From cfbeaab7b6d9c9bdc5a46d999d414998f63c513a Mon Sep 17 00:00:00 2001
From: Theodore Aptekarev <aptekarev@gmail.com>
Date: Tue, 8 Oct 2024 15:09:41 +0300
Subject: [PATCH] Add support for cpu and mps

---
 stable_audio_tools/inference/generation.py |  9 +++-
 stable_audio_tools/inference/sampling.py   | 41 +++++++++++-------
 stable_audio_tools/interface/gradio.py     |  9 +++-
 stable_audio_tools/models/blocks.py        | 14 +++++-
 stable_audio_tools/models/conditioners.py  | 42 +++++++++++-------
 stable_audio_tools/models/pretransforms.py | 16 +++++--
 stable_audio_tools/models/transformer.py   | 50 +++++++++++++++-------
 7 files changed, 127 insertions(+), 54 deletions(-)

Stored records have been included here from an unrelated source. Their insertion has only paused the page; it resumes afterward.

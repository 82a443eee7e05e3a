// Copyright 2025 bgped Authors
//
// Licensed under the Apache License, Version 2.0 (the "License");
// you may not use this file except in compliance with the License.
// You may obtain a copy of the License at
//
//     http://www.apache.org/licenses/LICENSE-2.0
//
// Unless required by applicable law or agreed to in writing, software
// distributed under the License is distributed on an "AS IS" BASIS,
// WITHOUT WARRANTIES OR CONDITIONS OF ANY KIND, either express or implied.
// See the License for the specific language governing permissions and
// limitations under the License.

//! Cancellable one-shot session timers.
//!
//! A fired timer delivers through whatever channel the `fire` closure
//! captures; the owning peer recognizes stale fires by generation
//! comparison, so cancelling after a fire has already been queued is
//! harmless.

use std::time::Duration;
use tokio::task::JoinHandle;

#[derive(Debug, Clone, Copy, PartialEq, Eq)]
pub enum TimerKind {
    ConnRetry,
    Hold,
    Keepalive,
}

#[derive(Debug)]
pub struct SessionTimer {
    handle: JoinHandle<()>,
}

impl SessionTimer {
    /// Schedule `fire` to run once after `delay`. A zero delay means the
    /// timer is disabled; callers skip starting it entirely.
    pub fn start<F>(delay: Duration, fire: F) -> SessionTimer
    where
        F: FnOnce() + Send + 'static,
    {
        let handle = tokio::spawn(async move {
            tokio::time::sleep(delay).await;
            fire();
        });
        SessionTimer { handle }
    }

    /// Abort the timer task. No-op if it already fired.
    pub fn cancel(&self) {
        self.handle.abort();
    }
}

impl Drop for SessionTimer {
    fn drop(&mut self) {
        self.handle.abort();
    }
}

#[cfg(test)]
mod tests {
    use super::*;
    use tokio::sync::mpsc;

    #[tokio::test(start_paused = true)]
    async fn test_timer_fires_after_delay() {
        let (tx, mut rx) = mpsc::unbounded_channel();
        let _timer = SessionTimer::start(Duration::from_secs(5), move || {
            let _ = tx.send(());
        });

        tokio::time::advance(Duration::from_secs(4)).await;
        assert!(rx.try_recv().is_err());

        tokio::time::advance(Duration::from_secs(2)).await;
        tokio::task::yield_now().await;
        assert!(rx.try_recv().is_ok());
    }

    #[tokio::test(start_paused = true)]
    async fn test_cancelled_timer_never_fires() {
        let (tx, mut rx) = mpsc::unbounded_channel();
        let timer = SessionTimer::start(Duration::from_secs(5), move || {
            let _ = tx.send(());
        });

        timer.cancel();
        tokio::time::advance(Duration::from_secs(10)).await;
        tokio::task::yield_now().await;
        assert!(rx.try_recv().is_err());
    }

    #[tokio::test(start_paused = true)]
    async fn test_cancel_after_fire_is_noop() {
        let (tx, mut rx) = mpsc::unbounded_channel();
        let timer = SessionTimer::start(Duration::from_secs(1), move || {
            let _ = tx.send(());
        });

        tokio::time::advance(Duration::from_secs(2)).await;
        tokio::task::yield_now().await;
        assert!(rx.try_recv().is_ok());

        timer.cancel();
    }

    #[tokio::test(start_paused = true)]
    async fn test_drop_cancels() {
        let (tx, mut rx) = mpsc::unbounded_channel();
        {
            let _timer = SessionTimer::start(Duration::from_secs(5), move || {
                let _ = tx.send(());
            });
        }
        tokio::time::advance(Duration::from_secs(10)).await;
        tokio::task::yield_now().await;
        assert!(rx.try_recv().is_err());
    }
}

diff --git a/stable_audio_tools/inference/generation.py b/stable_audio_tools/inference/generation.py
index 843ab4b7..c511d505 100644
--- a/stable_audio_tools/inference/generation.py
+++ b/stable_audio_tools/inference/generation.py
@@ -8,13 +8,20 @@
 from .sampling import sample, sample_k, sample_rf
 from ..data.utils import PadCrop
 
+if torch.cuda.is_available():
+    device = torch.device('cuda')
+elif torch.backends.mps.is_available():
+    device = torch.device('mps')
+else:
+    device = torch.device('cpu')
+
 def generate_diffusion_uncond(
         model,
         steps: int = 250,
         batch_size: int = 1,
         sample_size: int = 2097152,
         seed: int = -1,
-        device: str = "cuda",
+        device: str = device.type,
         init_audio: tp.Optional[tp.Tuple[int, torch.Tensor]] = None,
         init_noise_level: float = 1.0,
         return_latents = False,
diff --git a/stable_audio_tools/inference/sampling.py b/stable_audio_tools/inference/sampling.py
index 2229e508..ddfb39fa 100644
--- a/stable_audio_tools/inference/sampling.py
+++ b/stable_audio_tools/inference/sampling.py
@@ -4,6 +4,16 @@
 
 import k_diffusion as K
 
+if torch.cuda.is_available():
+    device = torch.device('cuda')
+elif torch.backends.mps.is_available():
+    device = torch.device('mps')
+else:
+    device = torch.device('cpu')
+
+valid_autocast_device_types = {"cuda", "cpu"}
+autocast_device_type = device.type if device.type in valid_autocast_device_types else "cpu"
+
 # Define the noise schedule and sampling loop
 def get_alphas_sigmas(t):
     """Returns the scaling factors for the clean image (alpha) and for the
@@ -58,7 +68,7 @@ def sample(model, x, steps, eta, **extra_args):
     for i in trange(steps):
 
         # Get the model output (v, the predicted velocity)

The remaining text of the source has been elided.